• Assignment: Find the lines in the entries that follow where the word "length" occurs, and state how many there are, with no other words.

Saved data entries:
=-=-=
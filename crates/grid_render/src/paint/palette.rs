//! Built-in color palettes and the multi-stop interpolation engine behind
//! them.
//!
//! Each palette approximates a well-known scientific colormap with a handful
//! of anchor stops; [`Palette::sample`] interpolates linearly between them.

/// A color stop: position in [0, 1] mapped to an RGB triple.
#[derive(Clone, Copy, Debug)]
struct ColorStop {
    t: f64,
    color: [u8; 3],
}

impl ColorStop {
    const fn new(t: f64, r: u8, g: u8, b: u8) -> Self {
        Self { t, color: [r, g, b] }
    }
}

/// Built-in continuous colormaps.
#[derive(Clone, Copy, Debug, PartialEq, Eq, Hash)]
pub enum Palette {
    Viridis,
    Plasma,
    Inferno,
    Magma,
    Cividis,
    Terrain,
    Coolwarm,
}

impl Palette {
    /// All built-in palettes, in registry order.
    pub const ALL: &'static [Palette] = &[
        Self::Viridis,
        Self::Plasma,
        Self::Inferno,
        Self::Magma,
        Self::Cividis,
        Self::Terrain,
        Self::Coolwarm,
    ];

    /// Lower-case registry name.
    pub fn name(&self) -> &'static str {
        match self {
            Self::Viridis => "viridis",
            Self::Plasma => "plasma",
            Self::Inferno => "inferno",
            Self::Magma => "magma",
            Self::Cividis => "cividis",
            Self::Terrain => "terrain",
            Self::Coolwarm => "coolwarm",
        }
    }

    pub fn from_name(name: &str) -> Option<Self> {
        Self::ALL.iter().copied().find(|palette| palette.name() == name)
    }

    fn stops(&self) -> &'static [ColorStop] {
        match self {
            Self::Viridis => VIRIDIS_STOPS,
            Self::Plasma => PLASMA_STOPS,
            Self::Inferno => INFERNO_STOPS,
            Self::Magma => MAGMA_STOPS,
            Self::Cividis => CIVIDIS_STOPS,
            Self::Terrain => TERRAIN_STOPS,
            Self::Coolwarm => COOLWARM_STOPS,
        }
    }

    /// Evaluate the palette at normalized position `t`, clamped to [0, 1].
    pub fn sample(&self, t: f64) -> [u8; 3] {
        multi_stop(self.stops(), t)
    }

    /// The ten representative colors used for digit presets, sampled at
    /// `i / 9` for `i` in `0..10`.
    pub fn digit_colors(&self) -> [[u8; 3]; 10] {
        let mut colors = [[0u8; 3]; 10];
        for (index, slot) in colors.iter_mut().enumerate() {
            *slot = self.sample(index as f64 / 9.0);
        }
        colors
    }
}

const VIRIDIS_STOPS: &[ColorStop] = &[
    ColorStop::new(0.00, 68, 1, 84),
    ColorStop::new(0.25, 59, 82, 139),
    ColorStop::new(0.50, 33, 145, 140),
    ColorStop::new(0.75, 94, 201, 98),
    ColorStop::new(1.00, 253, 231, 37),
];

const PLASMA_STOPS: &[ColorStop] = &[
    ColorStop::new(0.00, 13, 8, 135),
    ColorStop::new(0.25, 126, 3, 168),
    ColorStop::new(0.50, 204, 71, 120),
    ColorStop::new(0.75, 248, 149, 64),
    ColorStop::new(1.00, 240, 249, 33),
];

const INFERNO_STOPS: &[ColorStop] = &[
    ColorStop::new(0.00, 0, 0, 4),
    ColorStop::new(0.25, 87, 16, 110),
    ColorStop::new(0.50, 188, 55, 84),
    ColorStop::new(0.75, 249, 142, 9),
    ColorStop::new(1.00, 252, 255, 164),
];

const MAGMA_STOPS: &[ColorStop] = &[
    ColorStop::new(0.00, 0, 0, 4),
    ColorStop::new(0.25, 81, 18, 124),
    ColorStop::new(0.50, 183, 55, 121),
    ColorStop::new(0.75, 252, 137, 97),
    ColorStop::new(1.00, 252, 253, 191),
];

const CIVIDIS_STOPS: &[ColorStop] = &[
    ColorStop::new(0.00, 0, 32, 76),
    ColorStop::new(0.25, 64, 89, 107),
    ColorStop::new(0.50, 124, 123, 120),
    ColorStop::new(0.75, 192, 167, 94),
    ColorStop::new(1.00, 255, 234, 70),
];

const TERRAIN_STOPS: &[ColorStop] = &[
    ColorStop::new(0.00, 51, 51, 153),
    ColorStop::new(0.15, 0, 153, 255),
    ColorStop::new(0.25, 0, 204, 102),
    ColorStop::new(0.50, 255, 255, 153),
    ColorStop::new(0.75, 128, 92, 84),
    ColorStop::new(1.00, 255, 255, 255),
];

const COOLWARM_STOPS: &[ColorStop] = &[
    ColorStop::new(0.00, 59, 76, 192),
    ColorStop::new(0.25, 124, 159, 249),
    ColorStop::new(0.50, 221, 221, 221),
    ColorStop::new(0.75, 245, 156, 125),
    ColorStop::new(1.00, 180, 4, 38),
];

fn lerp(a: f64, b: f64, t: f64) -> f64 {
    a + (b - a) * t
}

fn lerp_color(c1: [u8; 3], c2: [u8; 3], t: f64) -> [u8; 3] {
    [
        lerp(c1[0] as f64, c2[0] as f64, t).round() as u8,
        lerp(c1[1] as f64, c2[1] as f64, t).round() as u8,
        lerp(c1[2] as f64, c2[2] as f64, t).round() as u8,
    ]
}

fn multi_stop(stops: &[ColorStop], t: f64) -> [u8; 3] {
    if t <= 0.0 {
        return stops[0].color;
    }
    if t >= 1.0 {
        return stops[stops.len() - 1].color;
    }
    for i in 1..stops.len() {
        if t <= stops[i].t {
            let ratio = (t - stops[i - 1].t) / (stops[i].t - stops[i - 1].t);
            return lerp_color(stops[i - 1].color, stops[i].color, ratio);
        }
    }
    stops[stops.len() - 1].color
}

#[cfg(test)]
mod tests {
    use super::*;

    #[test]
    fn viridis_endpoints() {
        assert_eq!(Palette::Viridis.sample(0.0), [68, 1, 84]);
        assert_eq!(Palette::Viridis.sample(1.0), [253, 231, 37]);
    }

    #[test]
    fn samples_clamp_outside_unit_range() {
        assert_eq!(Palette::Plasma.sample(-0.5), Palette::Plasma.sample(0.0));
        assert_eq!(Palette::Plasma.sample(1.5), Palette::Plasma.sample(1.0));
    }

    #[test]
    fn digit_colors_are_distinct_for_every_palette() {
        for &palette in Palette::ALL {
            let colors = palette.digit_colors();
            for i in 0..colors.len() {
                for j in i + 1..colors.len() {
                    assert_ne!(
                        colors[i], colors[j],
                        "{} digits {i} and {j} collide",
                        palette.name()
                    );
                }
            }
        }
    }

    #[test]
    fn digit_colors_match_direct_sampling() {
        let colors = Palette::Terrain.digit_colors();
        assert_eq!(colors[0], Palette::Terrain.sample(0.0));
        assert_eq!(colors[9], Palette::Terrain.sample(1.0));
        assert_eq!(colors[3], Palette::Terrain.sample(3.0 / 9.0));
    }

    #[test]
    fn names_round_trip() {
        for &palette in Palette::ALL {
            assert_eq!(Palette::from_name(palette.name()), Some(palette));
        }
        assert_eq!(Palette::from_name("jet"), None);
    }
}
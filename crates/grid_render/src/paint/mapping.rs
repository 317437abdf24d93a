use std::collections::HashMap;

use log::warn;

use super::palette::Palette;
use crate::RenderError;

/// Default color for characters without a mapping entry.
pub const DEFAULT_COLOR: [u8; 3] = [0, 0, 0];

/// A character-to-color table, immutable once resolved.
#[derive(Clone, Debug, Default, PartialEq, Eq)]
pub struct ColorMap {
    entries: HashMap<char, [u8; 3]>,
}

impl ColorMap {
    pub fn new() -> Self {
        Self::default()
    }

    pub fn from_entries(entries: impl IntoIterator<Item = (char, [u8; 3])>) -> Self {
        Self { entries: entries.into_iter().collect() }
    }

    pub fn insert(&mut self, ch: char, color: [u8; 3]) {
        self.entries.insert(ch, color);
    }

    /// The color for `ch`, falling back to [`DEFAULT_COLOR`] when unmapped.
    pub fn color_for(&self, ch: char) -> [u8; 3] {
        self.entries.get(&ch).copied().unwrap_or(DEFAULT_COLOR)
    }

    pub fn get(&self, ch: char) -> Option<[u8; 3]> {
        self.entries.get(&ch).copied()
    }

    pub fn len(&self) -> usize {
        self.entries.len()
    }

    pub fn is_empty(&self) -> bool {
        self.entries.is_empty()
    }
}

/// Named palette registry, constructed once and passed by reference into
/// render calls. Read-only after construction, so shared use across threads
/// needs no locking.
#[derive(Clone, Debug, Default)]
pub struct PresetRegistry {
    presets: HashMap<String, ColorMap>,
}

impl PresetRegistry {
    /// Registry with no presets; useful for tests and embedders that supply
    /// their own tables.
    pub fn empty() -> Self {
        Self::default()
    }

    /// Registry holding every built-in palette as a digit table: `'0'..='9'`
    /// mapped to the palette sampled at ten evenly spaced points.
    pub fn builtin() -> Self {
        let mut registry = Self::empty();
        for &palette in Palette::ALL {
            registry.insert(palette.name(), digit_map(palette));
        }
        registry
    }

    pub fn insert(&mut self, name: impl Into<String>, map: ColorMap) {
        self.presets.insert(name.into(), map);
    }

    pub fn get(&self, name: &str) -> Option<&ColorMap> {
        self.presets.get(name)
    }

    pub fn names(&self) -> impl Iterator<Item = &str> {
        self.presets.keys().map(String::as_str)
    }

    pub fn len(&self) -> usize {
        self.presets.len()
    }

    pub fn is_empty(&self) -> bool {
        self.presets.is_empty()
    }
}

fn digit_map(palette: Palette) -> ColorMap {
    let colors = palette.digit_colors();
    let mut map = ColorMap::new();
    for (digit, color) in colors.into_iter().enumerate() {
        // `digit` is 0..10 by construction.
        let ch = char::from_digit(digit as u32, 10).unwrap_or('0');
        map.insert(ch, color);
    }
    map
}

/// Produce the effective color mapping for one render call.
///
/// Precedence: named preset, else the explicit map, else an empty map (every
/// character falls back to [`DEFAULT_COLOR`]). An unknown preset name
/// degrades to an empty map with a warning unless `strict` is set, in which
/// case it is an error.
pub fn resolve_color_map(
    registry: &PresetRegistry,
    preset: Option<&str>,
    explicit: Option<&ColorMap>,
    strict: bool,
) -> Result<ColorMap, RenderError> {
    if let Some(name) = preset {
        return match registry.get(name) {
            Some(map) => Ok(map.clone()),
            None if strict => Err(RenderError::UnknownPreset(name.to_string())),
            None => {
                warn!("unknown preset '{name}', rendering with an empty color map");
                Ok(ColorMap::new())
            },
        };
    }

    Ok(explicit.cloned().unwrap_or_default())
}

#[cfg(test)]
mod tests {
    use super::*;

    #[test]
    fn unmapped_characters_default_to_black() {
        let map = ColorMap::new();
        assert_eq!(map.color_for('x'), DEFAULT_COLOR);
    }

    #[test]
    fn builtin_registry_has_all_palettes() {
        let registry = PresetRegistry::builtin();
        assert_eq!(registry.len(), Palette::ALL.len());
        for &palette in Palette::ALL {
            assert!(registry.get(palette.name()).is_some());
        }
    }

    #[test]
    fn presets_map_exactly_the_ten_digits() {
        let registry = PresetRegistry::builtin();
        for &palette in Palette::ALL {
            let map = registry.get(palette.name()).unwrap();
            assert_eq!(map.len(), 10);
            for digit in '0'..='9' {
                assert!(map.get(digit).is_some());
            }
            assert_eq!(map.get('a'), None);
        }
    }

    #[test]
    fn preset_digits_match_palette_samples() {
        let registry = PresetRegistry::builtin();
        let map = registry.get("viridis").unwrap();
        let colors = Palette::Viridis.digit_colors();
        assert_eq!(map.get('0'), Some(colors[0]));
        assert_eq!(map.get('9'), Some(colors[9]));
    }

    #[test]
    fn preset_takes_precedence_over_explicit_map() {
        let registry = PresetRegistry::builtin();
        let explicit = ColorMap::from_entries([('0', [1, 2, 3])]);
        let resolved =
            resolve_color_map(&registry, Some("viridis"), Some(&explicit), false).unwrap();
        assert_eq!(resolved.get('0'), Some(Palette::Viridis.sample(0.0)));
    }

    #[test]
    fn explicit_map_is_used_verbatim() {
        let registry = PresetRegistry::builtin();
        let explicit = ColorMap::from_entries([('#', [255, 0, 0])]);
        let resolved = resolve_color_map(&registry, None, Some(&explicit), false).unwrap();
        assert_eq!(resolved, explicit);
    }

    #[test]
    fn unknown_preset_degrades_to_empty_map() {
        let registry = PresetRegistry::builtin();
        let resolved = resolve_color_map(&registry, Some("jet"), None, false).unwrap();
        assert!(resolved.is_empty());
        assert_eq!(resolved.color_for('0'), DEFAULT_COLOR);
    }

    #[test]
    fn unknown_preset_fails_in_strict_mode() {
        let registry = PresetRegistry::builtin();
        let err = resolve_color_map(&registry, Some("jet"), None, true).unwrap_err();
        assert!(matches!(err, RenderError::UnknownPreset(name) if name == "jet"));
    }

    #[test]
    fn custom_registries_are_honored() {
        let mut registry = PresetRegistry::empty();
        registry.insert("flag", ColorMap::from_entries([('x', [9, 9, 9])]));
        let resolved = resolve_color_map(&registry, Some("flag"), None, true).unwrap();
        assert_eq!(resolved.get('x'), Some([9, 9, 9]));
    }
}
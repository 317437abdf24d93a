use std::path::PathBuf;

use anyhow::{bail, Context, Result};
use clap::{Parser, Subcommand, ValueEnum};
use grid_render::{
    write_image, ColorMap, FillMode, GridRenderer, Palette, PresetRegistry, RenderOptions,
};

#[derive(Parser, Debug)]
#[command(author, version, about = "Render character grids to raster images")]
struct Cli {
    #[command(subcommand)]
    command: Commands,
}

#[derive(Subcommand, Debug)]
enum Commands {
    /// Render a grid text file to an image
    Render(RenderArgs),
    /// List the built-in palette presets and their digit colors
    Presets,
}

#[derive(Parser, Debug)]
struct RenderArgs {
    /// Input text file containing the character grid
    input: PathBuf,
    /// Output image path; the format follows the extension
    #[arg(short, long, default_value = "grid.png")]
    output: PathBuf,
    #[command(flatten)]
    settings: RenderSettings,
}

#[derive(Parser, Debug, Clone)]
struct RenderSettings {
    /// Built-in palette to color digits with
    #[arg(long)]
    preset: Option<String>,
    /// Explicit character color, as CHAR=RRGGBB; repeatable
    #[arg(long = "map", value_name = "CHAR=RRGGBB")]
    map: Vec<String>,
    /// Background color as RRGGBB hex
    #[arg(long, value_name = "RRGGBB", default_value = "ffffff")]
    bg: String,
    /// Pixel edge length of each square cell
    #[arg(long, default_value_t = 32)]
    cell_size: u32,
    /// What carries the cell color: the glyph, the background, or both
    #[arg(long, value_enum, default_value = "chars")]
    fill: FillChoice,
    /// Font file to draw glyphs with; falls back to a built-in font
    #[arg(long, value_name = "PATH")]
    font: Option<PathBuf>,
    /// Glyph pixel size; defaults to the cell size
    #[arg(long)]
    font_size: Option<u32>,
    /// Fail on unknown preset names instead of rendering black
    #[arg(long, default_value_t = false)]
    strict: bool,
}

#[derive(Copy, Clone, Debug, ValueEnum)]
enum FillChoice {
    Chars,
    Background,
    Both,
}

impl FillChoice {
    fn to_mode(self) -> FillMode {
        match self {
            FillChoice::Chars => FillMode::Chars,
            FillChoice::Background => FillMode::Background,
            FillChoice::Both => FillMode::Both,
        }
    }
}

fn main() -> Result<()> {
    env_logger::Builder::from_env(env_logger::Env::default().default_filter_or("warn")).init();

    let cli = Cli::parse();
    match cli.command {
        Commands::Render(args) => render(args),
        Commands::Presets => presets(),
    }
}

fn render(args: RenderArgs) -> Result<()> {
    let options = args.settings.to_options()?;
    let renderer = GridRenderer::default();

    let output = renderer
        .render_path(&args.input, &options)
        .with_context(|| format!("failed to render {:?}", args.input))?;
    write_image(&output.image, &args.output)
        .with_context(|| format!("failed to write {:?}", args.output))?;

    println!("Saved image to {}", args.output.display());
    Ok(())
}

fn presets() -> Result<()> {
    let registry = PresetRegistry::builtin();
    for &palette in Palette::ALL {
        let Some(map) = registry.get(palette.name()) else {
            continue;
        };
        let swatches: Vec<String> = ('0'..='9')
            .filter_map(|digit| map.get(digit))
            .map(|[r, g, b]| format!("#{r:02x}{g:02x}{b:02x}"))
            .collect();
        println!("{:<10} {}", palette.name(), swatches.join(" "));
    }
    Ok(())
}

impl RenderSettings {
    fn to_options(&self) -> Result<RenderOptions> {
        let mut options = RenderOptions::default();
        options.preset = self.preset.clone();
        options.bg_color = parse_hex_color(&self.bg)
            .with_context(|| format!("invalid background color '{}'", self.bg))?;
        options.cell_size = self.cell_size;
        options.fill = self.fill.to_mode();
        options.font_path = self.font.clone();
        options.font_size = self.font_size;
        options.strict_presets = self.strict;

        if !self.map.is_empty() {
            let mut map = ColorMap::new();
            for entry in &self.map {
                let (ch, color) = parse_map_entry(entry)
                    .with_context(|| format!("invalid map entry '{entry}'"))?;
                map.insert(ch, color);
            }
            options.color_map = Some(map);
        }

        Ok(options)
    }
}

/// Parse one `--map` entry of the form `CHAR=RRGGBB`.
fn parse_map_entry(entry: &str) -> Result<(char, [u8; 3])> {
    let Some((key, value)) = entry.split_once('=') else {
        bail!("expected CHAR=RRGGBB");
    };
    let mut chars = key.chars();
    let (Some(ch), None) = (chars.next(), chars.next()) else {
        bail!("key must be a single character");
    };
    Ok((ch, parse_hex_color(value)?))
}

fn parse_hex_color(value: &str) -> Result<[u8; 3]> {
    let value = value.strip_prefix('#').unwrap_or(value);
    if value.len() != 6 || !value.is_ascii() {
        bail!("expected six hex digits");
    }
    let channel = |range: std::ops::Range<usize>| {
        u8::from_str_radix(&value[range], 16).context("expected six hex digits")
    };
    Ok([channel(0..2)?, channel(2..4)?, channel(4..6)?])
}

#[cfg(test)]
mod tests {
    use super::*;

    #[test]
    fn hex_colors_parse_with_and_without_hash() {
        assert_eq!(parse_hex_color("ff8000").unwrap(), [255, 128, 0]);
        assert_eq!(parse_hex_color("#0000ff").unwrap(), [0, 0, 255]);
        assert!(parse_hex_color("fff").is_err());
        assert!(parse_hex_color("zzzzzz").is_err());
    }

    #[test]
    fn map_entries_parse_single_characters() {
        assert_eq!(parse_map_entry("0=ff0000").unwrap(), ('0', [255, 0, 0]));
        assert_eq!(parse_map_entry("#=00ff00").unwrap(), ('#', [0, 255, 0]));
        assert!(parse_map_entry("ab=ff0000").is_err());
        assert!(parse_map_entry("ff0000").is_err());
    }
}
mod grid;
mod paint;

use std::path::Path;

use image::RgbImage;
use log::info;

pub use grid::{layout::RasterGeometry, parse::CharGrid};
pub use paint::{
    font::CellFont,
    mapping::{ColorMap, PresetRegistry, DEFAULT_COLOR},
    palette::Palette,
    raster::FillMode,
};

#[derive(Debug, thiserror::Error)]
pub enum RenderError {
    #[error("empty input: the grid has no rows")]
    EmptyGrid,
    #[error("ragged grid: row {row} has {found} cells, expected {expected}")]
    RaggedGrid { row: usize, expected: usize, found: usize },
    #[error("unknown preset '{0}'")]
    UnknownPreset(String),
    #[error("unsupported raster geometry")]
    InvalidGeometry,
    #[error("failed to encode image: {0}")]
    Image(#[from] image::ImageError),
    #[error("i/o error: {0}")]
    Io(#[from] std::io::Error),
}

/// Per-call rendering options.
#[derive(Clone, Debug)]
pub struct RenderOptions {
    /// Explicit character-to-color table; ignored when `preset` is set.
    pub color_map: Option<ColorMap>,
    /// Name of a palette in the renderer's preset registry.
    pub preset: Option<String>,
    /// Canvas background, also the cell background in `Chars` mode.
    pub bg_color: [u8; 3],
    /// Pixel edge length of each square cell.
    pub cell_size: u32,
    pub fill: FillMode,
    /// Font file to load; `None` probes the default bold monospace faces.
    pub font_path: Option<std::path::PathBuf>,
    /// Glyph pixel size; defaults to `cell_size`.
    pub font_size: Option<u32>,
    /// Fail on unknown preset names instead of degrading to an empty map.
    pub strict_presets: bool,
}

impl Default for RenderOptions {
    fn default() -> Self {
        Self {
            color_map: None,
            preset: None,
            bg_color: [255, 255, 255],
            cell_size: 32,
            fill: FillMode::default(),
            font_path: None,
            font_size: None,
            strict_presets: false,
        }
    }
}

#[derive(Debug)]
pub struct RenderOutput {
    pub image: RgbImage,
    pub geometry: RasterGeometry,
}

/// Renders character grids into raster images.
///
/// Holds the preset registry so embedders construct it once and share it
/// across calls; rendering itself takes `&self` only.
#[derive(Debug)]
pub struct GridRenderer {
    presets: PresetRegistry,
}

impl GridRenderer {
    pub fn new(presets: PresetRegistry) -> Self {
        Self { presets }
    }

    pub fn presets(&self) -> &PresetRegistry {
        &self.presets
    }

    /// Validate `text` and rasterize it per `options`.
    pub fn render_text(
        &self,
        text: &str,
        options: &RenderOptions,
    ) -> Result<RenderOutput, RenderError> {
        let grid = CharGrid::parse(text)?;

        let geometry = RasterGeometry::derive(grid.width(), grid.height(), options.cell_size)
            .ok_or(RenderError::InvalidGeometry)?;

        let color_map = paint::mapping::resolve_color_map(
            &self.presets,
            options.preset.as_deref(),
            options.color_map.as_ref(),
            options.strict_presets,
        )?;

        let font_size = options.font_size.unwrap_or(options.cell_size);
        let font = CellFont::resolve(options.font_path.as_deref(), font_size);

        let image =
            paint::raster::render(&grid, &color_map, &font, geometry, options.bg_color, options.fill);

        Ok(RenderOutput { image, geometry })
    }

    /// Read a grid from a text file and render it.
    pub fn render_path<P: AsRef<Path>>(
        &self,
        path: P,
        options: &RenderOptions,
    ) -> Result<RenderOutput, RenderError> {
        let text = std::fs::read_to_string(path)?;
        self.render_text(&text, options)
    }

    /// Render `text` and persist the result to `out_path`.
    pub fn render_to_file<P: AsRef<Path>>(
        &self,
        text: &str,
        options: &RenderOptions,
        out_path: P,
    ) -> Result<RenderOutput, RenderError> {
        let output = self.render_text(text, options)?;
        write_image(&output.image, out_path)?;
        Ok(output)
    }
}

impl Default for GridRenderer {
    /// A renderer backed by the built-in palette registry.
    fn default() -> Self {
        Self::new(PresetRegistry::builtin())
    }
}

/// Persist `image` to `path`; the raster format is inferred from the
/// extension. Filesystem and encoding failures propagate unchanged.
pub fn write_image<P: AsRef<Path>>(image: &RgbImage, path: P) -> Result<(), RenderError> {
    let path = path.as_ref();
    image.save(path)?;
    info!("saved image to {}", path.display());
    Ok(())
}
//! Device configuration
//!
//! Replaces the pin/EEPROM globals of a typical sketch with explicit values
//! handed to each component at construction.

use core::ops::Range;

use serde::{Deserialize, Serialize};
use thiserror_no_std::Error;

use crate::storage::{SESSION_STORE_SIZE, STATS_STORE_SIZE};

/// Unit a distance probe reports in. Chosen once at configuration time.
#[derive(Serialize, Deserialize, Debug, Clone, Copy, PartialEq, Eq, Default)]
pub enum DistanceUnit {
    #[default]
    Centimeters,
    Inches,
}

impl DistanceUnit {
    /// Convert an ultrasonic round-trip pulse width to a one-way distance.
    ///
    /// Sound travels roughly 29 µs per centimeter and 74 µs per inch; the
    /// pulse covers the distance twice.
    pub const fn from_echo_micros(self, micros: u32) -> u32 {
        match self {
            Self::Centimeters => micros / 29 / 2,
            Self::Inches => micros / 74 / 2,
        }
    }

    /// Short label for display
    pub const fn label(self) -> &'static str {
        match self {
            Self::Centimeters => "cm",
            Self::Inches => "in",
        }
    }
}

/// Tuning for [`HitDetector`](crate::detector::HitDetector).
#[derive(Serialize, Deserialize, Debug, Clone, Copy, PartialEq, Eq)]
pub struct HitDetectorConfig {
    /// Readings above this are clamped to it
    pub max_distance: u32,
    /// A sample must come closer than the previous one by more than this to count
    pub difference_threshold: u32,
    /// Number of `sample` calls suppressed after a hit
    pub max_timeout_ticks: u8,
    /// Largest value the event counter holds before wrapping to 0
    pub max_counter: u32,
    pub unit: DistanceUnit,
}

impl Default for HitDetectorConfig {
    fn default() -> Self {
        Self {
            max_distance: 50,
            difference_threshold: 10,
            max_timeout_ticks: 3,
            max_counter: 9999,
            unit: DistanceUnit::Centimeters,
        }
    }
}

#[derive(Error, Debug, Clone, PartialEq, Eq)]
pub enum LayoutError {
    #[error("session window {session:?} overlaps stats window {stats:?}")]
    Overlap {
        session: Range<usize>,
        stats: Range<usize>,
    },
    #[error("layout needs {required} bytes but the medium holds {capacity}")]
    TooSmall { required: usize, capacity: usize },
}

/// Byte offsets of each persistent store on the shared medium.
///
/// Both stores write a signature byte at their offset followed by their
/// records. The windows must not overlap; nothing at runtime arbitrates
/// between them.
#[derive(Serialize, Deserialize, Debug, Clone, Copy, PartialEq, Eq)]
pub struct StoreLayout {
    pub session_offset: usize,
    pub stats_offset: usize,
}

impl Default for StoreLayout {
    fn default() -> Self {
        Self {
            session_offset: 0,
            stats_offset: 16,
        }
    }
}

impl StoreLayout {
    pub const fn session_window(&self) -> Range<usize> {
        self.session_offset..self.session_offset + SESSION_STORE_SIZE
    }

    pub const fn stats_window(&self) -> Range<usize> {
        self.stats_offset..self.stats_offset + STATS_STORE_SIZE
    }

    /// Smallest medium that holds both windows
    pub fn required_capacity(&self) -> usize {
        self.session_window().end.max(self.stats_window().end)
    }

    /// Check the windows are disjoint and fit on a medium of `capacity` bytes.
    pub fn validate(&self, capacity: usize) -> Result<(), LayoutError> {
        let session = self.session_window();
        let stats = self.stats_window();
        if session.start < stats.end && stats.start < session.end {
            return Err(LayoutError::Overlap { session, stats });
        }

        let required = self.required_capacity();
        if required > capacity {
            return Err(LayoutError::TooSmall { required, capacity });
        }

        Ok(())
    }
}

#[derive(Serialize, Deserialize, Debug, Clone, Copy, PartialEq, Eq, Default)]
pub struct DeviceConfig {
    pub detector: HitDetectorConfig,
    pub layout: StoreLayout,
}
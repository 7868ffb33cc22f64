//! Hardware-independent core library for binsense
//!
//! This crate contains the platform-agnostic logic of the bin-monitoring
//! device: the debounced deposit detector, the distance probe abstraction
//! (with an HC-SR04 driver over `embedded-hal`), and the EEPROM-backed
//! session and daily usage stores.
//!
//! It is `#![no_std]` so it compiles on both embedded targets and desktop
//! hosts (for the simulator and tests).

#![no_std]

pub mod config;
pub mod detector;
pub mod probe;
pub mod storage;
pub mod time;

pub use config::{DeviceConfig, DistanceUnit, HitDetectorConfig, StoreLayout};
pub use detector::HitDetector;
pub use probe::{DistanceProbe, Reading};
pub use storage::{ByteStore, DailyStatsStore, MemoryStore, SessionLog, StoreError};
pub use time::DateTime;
=-=-=
• The completed task: 2